The first international rugby match was played between Scotland and England in 1871 and The Gipsies played a role in both its inception and in providing certain team members. It had come about following certain of the leading Scottish football clubs refusing to recognise the England v. Scotland match under Association rules at the Oval as an International meeting because they felt the dribbling game was less well known north of the Tweed. They published a challenge in Bell's Life to play a picked twenty of England under Rugby School laws, during the winter of 1870-71. This challenge was received just a few weeks before the Rugby Football Union was founded. At the forefront of those wanting to take up the challenge was Francis Luscombe, "the energetic captain of the Gipsies, who was "spoiling for a fight,". However, he felt that Blackheath, being the oldest of the clubs on point of foundation, ought to take the lead, and expressed this to Frederick Stokes the captain of that club. Soon after, B. H. Burns, the Blackheath secretary, promptly wrote accepting the challenge and the principal clubs in London, Liverpool, and Manchester were communicated with, and a committee formed to select the players, choose a uniform, and make the necessary arrangements. The Gipsies provided two of the 20 man team to face Scotland in the very first international rugby match in 1871. J. H. Luscombe (the older brother of Francis) and J. E. Bentley. Francis Luscombe played in the second match in 1872 along with J. E. Bentley and J. A. Body from Gipsies.

==Notable players==
Early records cite that the club boasted well known names such as "F. Luscombe, the two Shearmans, Pickering, Clarke, Billy Barker, C. J. B. Marriott, W. B. and R. M. Pattison, and J. T. Ward." although many of these figures no longer resonate with the followers of the modern game. However, at least six Gipsies players represented England:

- J. H. Luscombe - capped 1871 (later knighted in 1902 having been chairman of Lloyd's of London five times)
- John Edmund Bentley - capped 1871 and 1872
- Francis Luscombe - capped 1872-3; 1875-76; captained England in 1875 and 1876
- James Alfred Body - capped 1872 and 1873
- Cyril Rickards - capped 1873
- Jeaffreson Vennor Brewer - capped 1875

Two former players of the club represented England after the Gipsies was disbanded:
- R M Pattison - capped 1883
- Charles Marriott - capped 1884

John Henry Luscombe was the older brother of Francis.

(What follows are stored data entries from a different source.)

mod app;
mod domain;
mod format;
mod input;
mod persistence;
mod report;
mod store;
mod ui;

use anyhow::{anyhow, Context, Result};
use app::{now_millis, App};
use clap::{Parser, Subcommand};
use crossterm::{
    event::{self, Event, KeyEventKind},
    execute,
    terminal::{disable_raw_mode, enable_raw_mode, EnterAlternateScreen, LeaveAlternateScreen},
};
use domain::{filter_tasks, FilterParams, StateFilter};
use persistence::{decode_tasks_strict, encode_tasks, ensure_stint_dir, init_local_stint, FileStorage};
use ratatui::{backend::CrosstermBackend, Terminal};
use std::io::{self, IsTerminal};
use std::path::PathBuf;
use std::time::Duration;
use store::TaskStore;
use tracing_subscriber::EnvFilter;

/// Poll timeout for the event loop, so running clocks keep moving
const TICK_MS: u64 = 250;

#[derive(Parser)]
#[command(name = "stint")]
#[command(about = "A small terminal time tracker for tasks and work sessions", long_about = None)]
struct Cli {
    #[command(subcommand)]
    command: Option<Commands>,
}

#[derive(Subcommand)]
enum Commands {
    /// Initialize a local .stint directory in the current directory
    Init,
    /// Print a summary of tracked tasks
    Tasks {
        /// Task state to list: all, active, finished or dropped
        #[arg(short, long, default_value = "all")]
        state: StateFilter,
    },
    /// Export the task snapshot as JSON
    Export {
        /// Output file path. Defaults to stdout.
        #[arg(short, long)]
        output: Option<PathBuf>,
    },
    /// Replace all tasks with a previously exported snapshot
    Import {
        /// Snapshot file to import
        file: PathBuf,
    },
}

fn main() -> Result<()> {
    init_tracing()?;
    let cli = Cli::parse();

    match cli.command {
        Some(Commands::Init) => {
            let stint_dir = init_local_stint()?;
            println!("Initialized stint directory: {}", stint_dir.display());
            println!();
            println!("Stint will now use this local directory for task storage.");
            println!("Run 'stint' to start tracking.");
            Ok(())
        }
        Some(Commands::Tasks { state }) => run_tasks(state),
        Some(Commands::Export { output }) => run_export(output),
        Some(Commands::Import { file }) => run_import(file),
        None => run_tui(),
    }
}

fn init_tracing() -> Result<()> {
    let filter = EnvFilter::try_from_default_env()
        .or_else(|_| EnvFilter::try_new("warn"))
        .map_err(|e| anyhow!("invalid RUST_LOG filter: {e}"))?;

    let _ = tracing_subscriber::fmt()
        .with_env_filter(filter)
        .with_target(true)
        .with_writer(io::stderr)
        .with_ansi(io::stderr().is_terminal())
        .try_init();

    Ok(())
}

fn open_store() -> Result<TaskStore> {
    let storage = FileStorage::open_default()?;
    TaskStore::open(Box::new(storage))
}

fn run_tasks(state: StateFilter) -> Result<()> {
    let store = open_store()?;
    let params = FilterParams {
        state,
        ..Default::default()
    };
    let tasks = filter_tasks(store.tasks(), &params);
    print!("{}", report::render_summary(&tasks, now_millis()));
    Ok(())
}

fn run_export(output: Option<PathBuf>) -> Result<()> {
    let store = open_store()?;
    let payload = encode_tasks(store.tasks())?;

    match output {
        Some(path) => {
            std::fs::write(&path, &payload)
                .with_context(|| format!("Failed to write snapshot to {}", path.display()))?;
            println!("Exported {} tasks to {}", store.tasks().len(), path.display());
        }
        None => println!("{}", payload),
    }
    Ok(())
}

fn run_import(file: PathBuf) -> Result<()> {
    let payload = std::fs::read_to_string(&file)
        .with_context(|| format!("Failed to read snapshot from {}", file.display()))?;
    let tasks = decode_tasks_strict(&payload)?;

    let mut store = open_store()?;
    let count = tasks.len();
    store.load_tasks(tasks)?;
    println!("Imported {} tasks", count);
    Ok(())
}

fn run_tui() -> Result<()> {
    // Show which directory we're using before the alternate screen hides it
    let stint_dir = ensure_stint_dir()?;
    eprintln!("Using stint directory: {}", stint_dir.display());

    let store = TaskStore::open(Box::new(FileStorage::new(stint_dir)))?;
    let mut app = App::new(store);

    // Setup terminal
    enable_raw_mode()?;
    let mut stdout = io::stdout();
    execute!(stdout, EnterAlternateScreen)?;
    let backend = CrosstermBackend::new(stdout);
    let mut terminal = Terminal::new(backend)?;

    // Run app
    let result = run_app(&mut terminal, &mut app);

    // Restore terminal before surfacing any error from the loop
    disable_raw_mode()?;
    execute!(terminal.backend_mut(), LeaveAlternateScreen)?;
    terminal.show_cursor()?;

    result
}

fn run_app(terminal: &mut Terminal<CrosstermBackend<io::Stdout>>, app: &mut App) -> Result<()> {
    let tick_rate = Duration::from_millis(TICK_MS);

    loop {
        // Render
        terminal.draw(|f| ui::render(f, app))?;

        // Handle events with timeout for ticking
        if event::poll(tick_rate)? {
            if let Event::Key(key) = event::read()? {
                // Only process key press events (ignore key release)
                if key.kind == KeyEventKind::Press {
                    let should_quit = input::handle_key(app, key)?;
                    if should_quit {
                        return Ok(());
                    }
                }
            }
        }
    }
}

He played for England in the first rugby international, his brother's first international being in 1872. Although the brothers both played for England, they did not play in the same side at the same time. In 1875 Francis Luscombe became the fourth man to captain England. In March 1876 he again captained England in what was the last England match played with 20 players after which teams were reduced to 15-a-side. Luscombe was the last player from Gipsies to represent England before the club disbanded. Thus, a Gipsies player never played for England in the 15-a-side era, which was one of the many signs of the slow shift of the game from the absolute dominance of its public school roots as the club network expanded.